The American People expect the President to safeguard our nation from legitimate threats posed by terrorism but not to constantly terrorize us with fear of those threats. However, this has been the “political model” followed by President Bush and his Administration. According to the President, either we are with him or we are against the United States of America. There is no room for dissent or disagreement with Bush. Everything is either black or white. We are either Patriotic or unpatriotic. And, for those of us that even venture to doubt him, we are commanded to “trust him” for he alone knows what is the “right thing to do for America.” This type of self-deception is down-right scary. Furthermore, it implies that Bush may actually believe that God has selected him to “show the way to the nations of the world how they can walk in the path of liberty.”

To date, Congress, the courts and the American People have given the President great leeway in the so-called “war on terrorism.” But, as the U.S. Supreme Court has noted, the fight against terror does not give the President a blank check. The President has a sacred obligation under the Constitution to protect both the nation’s safety and its constitutionally-guaranteed freedoms. His failure to do so would compromise the very principles and ideals that we are fighting for. And, even if Bush thinks he is doing the “right thing,” we should remember the great jurist Louis Brandeis, who warned us that “experience should teach us to be most on our guard to protect liberty when the government’s purposes are beneficent.”

These principles include the right to be free from unlawful searches and seizures by wiretaps or forced entries into our homes and bank accounts and public libraries and private telephone calls. And, yet, this same President whose goal is to remake every country in the world into an “American style democracy,” has secretly and surreptitiously wiretapped thousands of conversations of Americans without any court oversight. And, at the same time, he has touted a “Patriot Act” that would have caused a second American Revolution by the original patriots. And, I am sorry, but I don’t think the “founding fathers” ever considered it an option that the President, on his own, had the right to suspend constitutional freedoms. Perhaps the President has forgotten the sage advice of Thomas Paine, who said more than 200 years ago in his pamphlet Common Sense that “while in England the king was the law, in America the law is king.” In fact, it was the use of warrantless searches by the British almost 230 years ago which was the match that ignited the American Revolution.

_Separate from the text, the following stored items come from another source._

//! Cyclic coordinate descent for the weighted elastic-net least squares problem.
//!
//! For fixed observation weights `v_i` and working response `z_i` we minimize
//!
//! ```text
//! ½ Σ v_i (z_i - b0 - x_i'β)² + λ Σ_j pf_j (α|β_j| + ½(1-α)β_j²)
//! ```
//!
//! Each coordinate has the closed-form update
//!
//! ```text
//! β_j ← S(g_j, λ α pf_j) / (Σ v_i x_ij² + λ (1-α) pf_j)
//! g_j = Σ v_i x_ij r_i + (Σ v_i x_ij²) β_j
//! ```
//!
//! where `S` is soft-thresholding and `r` the current residual. Passes alternate
//! between a sweep over all features and sweeps restricted to the active
//! (non-zero) set, until a full sweep changes nothing by more than `tol`.

use nalgebra::{DMatrix, DVector};

use crate::error::AppError;

/// Soft-thresholding operator `sign(g) * max(|g| - t, 0)`.
pub fn soft_threshold(g: f64, t: f64) -> f64 {
    if g > t {
        g - t
    } else if g < -t {
        g + t
    } else {
        0.0
    }
}

/// Closed-form minimizer of a single coordinate.
///
/// `pf = 0` leaves the coordinate unpenalized; `lambda = ∞` forces every
/// penalized coordinate to zero (used for the null model).
pub fn coordinate_update(g: f64, xv: f64, lambda: f64, alpha: f64, pf: f64) -> f64 {
    if pf == 0.0 {
        return g / xv;
    }
    if lambda.is_infinite() {
        return 0.0;
    }
    let thr = lambda * alpha * pf;
    soft_threshold(g, thr) / (xv + lambda * (1.0 - alpha) * pf)
}

/// One weighted elastic-net subproblem, warm-started from `b0` / `beta`.
pub struct CoordinateDescent<'a> {
    xs: &'a DMatrix<f64>,
    v: &'a DVector<f64>,
    pf: &'a [f64],
    alpha: f64,
    intercept: bool,
    xv: Vec<f64>,
    v_sum: f64,
    r: DVector<f64>,
}

impl<'a> CoordinateDescent<'a> {
    pub fn new(
        xs: &'a DMatrix<f64>,
        z: &DVector<f64>,
        v: &'a DVector<f64>,
        pf: &'a [f64],
        alpha: f64,
        intercept: bool,
        b0: f64,
        beta: &DVector<f64>,
    ) -> Self {
        let xv = (0..xs.ncols())
            .map(|j| {
                xs.column(j)
                    .iter()
                    .zip(v.iter())
                    .map(|(&x, &w)| w * x * x)
                    .sum()
            })
            .collect();
        let fitted = xs * beta;
        let r = DVector::from_fn(z.len(), |i, _| z[i] - b0 - fitted[i]);
        Self {
            xs,
            v,
            pf,
            alpha,
            intercept,
            xv,
            v_sum: v.sum(),
            r,
        }
    }

    /// Solve at `lambda`, updating `b0` / `beta` in place.
    ///
    /// Returns the number of passes used; fails if `max_passes` is exhausted.
    pub fn solve(
        &mut self,
        lambda: f64,
        b0: &mut f64,
        beta: &mut DVector<f64>,
        tol: f64,
        max_passes: usize,
    ) -> Result<usize, AppError> {
        let p = self.xs.ncols();
        let all: Vec<usize> = (0..p).collect();
        let mut passes = 0usize;

        loop {
            let delta = self.sweep(&all, lambda, b0, beta);
            passes += 1;
            if delta < tol {
                return Ok(passes);
            }

            // Iterate on the active set until it settles, then re-check everything.
            let active: Vec<usize> = (0..p).filter(|&j| beta[j] != 0.0).collect();
            loop {
                if passes >= max_passes {
                    return Err(AppError::numerical(format!(
                        "Coordinate descent did not converge within {max_passes} passes at lambda={lambda:.6e}."
                    )));
                }
                let delta = self.sweep(&active, lambda, b0, beta);
                passes += 1;
                if delta < tol {
                    break;
                }
            }
        }
    }

    /// Update the listed coordinates (and the intercept) once.
    ///
    /// Returns the largest weighted squared change.
    fn sweep(&mut self, coords: &[usize], lambda: f64, b0: &mut f64, beta: &mut DVector<f64>) -> f64 {
        let xs = self.xs;
        let v = self.v;
        let mut max_delta = 0.0_f64;

        for &j in coords {
            let pf = self.pf[j];
            let xv = self.xv[j];
            if !pf.is_finite() || xv <= 0.0 {
                continue;
            }
            let col = xs.column(j);
            let bj = beta[j];
            let g: f64 = col
                .iter()
                .zip(v.iter())
                .zip(self.r.iter())
                .map(|((&x, &w), &r)| x * w * r)
                .sum::<f64>()
                + xv * bj;

            let updated = coordinate_update(g, xv, lambda, self.alpha, pf);
            if updated != bj {
                let d = updated - bj;
                for (ri, &x) in self.r.iter_mut().zip(col.iter()) {
                    *ri -= d * x;
                }
                beta[j] = updated;
                max_delta = max_delta.max(xv * d * d);
            }
        }

        if self.intercept && self.v_sum > 0.0 {
            let d = self.r.iter().zip(v.iter()).map(|(&r, &w)| w * r).sum::<f64>() / self.v_sum;
            if d != 0.0 {
                *b0 += d;
                self.r.add_scalar_mut(-d);
                max_delta = max_delta.max(self.v_sum * d * d);
            }
        }

        max_delta
    }
}
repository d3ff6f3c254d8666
//! Top-level application orchestration.
//!
//! `src/main.rs` is intentionally tiny; this module is the "real main" that:
//! - parses CLI arguments
//! - resolves the run configuration (flags + optional TOML file)
//! - runs the fit or cross-validation pipeline
//! - prints reports/plots
//! - writes optional exports

use clap::Parser;

use crate::cli::{Command, CvArgs, FitArgs, SynthArgs};
use crate::data::SynthParams;
use crate::domain::{CvParams, GlmParams, NetworkOptions, RunConfig};
use crate::error::AppError;
use crate::io::ModelFile;

pub mod pipeline;

/// Entry point for the `netglm` binary.
pub fn run() -> Result<(), AppError> {
    let cli = crate::cli::Cli::parse();

    match cli.command {
        Command::Fit(args) => handle_fit(args),
        Command::Cv(args) => handle_cv(args),
        Command::Synth(args) => handle_synth(args),
    }
}

fn handle_fit(args: FitArgs) -> Result<(), AppError> {
    let config = resolve_config(&args, None)?;
    let run = pipeline::run_fit(&config)?;
    let ds = &run.ingest.dataset;

    println!("{}", crate::report::format_fit_summary(&run.ingest, &run.fit, &config));

    // Report at the end of the path.
    let lambda = run.fit.path.lambdas.last().copied().unwrap_or(0.0);
    let rows = crate::report::top_coefficients(&run.fit, &ds.feature_names, lambda, config.top_n)?;
    println!("{}", crate::report::format_coefficients(&rows, lambda));

    if config.plot {
        println!(
            "{}",
            crate::plot::render_dev_ratio_plot(&run.fit.path, config.plot_width, config.plot_height)
        );
    }

    if let Some(path) = &config.export_coefficients {
        crate::io::write_coefficients_csv(path, &run.fit, &ds.feature_names, lambda)?;
    }
    if let Some(path) = &config.export_model {
        let model = ModelFile::new(run.fit.clone(), None, ds.feature_names.clone(), ds.response_name.clone());
        crate::io::write_model_json(path, &model)?;
    }

    Ok(())
}

fn handle_cv(args: CvArgs) -> Result<(), AppError> {
    let config = resolve_config(&args.fit, Some(&args))?;
    let run = pipeline::run_cv(&config)?;
    let ds = &run.ingest.dataset;
    let cv = &run.cv;

    println!("{}", crate::report::format_fit_summary(&run.ingest, &cv.fit, &config));
    println!("{}", crate::report::format_cv_summary(&cv.cv));

    let lambda = cv.cv.lambda_1se;
    let rows = crate::report::top_coefficients(&cv.fit, &ds.feature_names, lambda, config.top_n)?;
    println!("{}", crate::report::format_coefficients(&rows, lambda));

    if config.plot {
        println!(
            "{}",
            crate::plot::render_cv_plot(&cv.cv, config.plot_width, config.plot_height)
        );
    }

    if let Some(path) = &config.export_coefficients {
        crate::io::write_coefficients_csv(path, &cv.fit, &ds.feature_names, lambda)?;
    }
    if let Some(path) = &config.export_model {
        let model = ModelFile::new(
            cv.fit.clone(),
            Some(cv.cv.clone()),
            ds.feature_names.clone(),
            ds.response_name.clone(),
        );
        crate::io::write_model_json(path, &model)?;
    }

    Ok(())
}

fn handle_synth(args: SynthArgs) -> Result<(), AppError> {
    let params = SynthParams {
        n_obs: args.n_obs,
        n_features: args.n_features,
        n_active: args.n_active,
        rho: args.rho,
        noise_sd: args.noise,
        signal: args.signal,
        family: args.family,
        seed: args.seed,
    };
    let data = crate::data::generate(&params)?;
    crate::io::write_dataset_csv(&args.out, &data.dataset)?;

    println!(
        "Wrote {} rows x {} features ({}) to {}",
        params.n_obs,
        params.n_features,
        params.family.display_name(),
        args.out.display()
    );
    println!("True intercept: {:.4}", data.intercept);
    for (name, b) in data.dataset.feature_names.iter().zip(data.beta.iter()) {
        if *b != 0.0 {
            println!("  {name:<8} {b:>9.4}");
        }
    }
    Ok(())
}

/// Build a [`RunConfig`] from flags, then overlay the options file if any.
pub fn resolve_config(args: &FitArgs, cv: Option<&CvArgs>) -> Result<RunConfig, AppError> {
    let mut config = config_from_args(args, cv);
    if let Some(path) = &args.config {
        let file = crate::config::load_options_file(path)?;
        file.apply(&mut config);
        tracing::info!(path = %path.display(), "applied options file");
    }
    Ok(config)
}

pub fn config_from_args(args: &FitArgs, cv: Option<&CvArgs>) -> RunConfig {
    let options = NetworkOptions {
        transform: args.transform,
        unweighted: !args.weighted,
        cutoff: args.cutoff,
        min_degree: args.min_degree,
        ..NetworkOptions::default()
    };
    let glm = GlmParams {
        family: args.family,
        alpha: args.alpha,
        n_lambda: args.n_lambda,
        lambda_min_ratio: args.lambda_min_ratio,
        ..GlmParams::default()
    };
    let cv = match cv {
        Some(c) => CvParams {
            glm,
            n_folds: c.folds,
            seed: c.seed,
            measure: c.measure,
            ..CvParams::default()
        },
        None => CvParams {
            glm,
            ..CvParams::default()
        },
    };

    RunConfig {
        csv_path: args.csv.clone(),
        response: args.response.clone(),
        network: args.network,
        options,
        cv,
        top_n: args.top,
        plot: !args.no_plot,
        plot_width: args.width,
        plot_height: args.height,
        export_coefficients: args.export.clone(),
        export_model: args.export_model.clone(),
    }
}
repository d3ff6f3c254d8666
//! Terminal plots.

pub mod ascii;

pub use ascii::*;
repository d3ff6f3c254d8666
use std::process::ExitCode;

use tracing_subscriber::{EnvFilter, fmt, prelude::*};

fn main() -> ExitCode {
    // A missing .env is fine.
    let _ = dotenvy::dotenv();

    tracing_subscriber::registry()
        .with(fmt::layer().with_writer(std::io::stderr))
        .with(EnvFilter::try_from_default_env().unwrap_or_else(|_| EnvFilter::new("warn")))
        .init();

    match netglm::app::run() {
        Ok(()) => ExitCode::SUCCESS,
        Err(err) => {
            tracing::debug!(?err, "run failed");
            eprintln!("{err}");
            ExitCode::from(err.exit_code())
        }
    }
}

At this point, I am not sure anybody can really say with any degree of certainty why we went to Iraq in the first place or why we are still there after all of the terrible blunders, errors, mistakes, miscalculations, and misjudgments by the current Administration. Suffice it to say, we have not been greeted as “liberators” as the French did when American troops liberated Paris from the Nazis. The fact of the matter is that most Iraqi’s want us to leave their land just as soon as possible. And, we most certainly will never recover the financial costs of this War from Iraqi oil revenues. More importantly, the blood of more than two thousand of American’s youth will forever stain the deserts sands of that God-forsaken land. I use the term God-forsaken the literal and not the figurative sense, because we all know that Muslims in Afghanistan are trying to kill one of their own for the high-crime of converting to Christianity. Yes, these are the people we are trying to save with our blood and money.

It took us 14 years of fighting for a lost cause in Vietnam before we finally came to our collective senses and called it quits and came home. You would have thought that America would have given up on the impossible work of “nation building” after this terrible chapter in our national history. But, we never seem to learn from our mistakes. We have no right to force our brand of democracy on other nations. Such actions would be completely inconsistent with core democratic values. Richard Nixon, who most assuredly was less than perfect on the domestic front, certainly knew about the folly of nation building. During his inauguration in 1973, Nixon said: “The time has passed when America will make every other nation’s conflict our own, or make every other nation’s future our responsibility, or presume to tell the people of other nations how to manage their own affairs.”

George Bush, regrettably, has provided irrefutable proof that Nixon was wrong. The time “nation building” has not passed. In fact, it seems with George Bush it is just not beginning since he appears to planning of all things a nuclear attack on Iran, our next victim in his war to create more terror. We have some pretty bad governments in Iran and North Korea. But, should we really go to war with them? And, after them, then who is next? Where does it all end? When will it end? America must come to its senses and stop wasting America’s precious blood on what is practically the exact opposite of the “principles that gave American birth.” The Founding Fathers could have cared less about Sadam and Iraq and Iran, to say nothing of the government structure of those countries. If they came back today and saw what George Bush has done to their America, I feel sure they probably would revolt all over again.

It is time for the madness to stop. In fact, it is way past that time.